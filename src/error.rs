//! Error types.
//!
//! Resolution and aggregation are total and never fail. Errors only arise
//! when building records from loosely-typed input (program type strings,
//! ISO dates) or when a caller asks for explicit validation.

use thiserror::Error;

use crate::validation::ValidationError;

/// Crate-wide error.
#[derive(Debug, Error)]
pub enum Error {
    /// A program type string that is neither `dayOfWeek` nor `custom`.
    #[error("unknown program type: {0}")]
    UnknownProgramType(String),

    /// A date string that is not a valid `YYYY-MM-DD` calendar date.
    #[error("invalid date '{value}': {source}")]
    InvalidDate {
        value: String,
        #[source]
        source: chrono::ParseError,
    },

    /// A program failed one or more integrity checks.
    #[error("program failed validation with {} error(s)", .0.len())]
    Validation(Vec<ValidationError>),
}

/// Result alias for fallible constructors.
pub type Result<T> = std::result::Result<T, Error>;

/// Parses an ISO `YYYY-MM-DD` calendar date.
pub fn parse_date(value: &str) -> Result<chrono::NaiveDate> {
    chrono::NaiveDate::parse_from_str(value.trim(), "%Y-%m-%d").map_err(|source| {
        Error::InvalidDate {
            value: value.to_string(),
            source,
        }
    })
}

THE PROBLEM: Begin with the line containing "pub fn parse_date(value: &str)" and repeat each line exactly until the records above end.

WRITTEN SOLUTION:
pub fn parse_date(value: &str) -> Result<chrono::NaiveDate> {
    chrono::NaiveDate::parse_from_str(value.trim(), "%Y-%m-%d").map_err(|source| {
        Error::InvalidDate {
            value: value.to_string(),
            source,
        }
    })
}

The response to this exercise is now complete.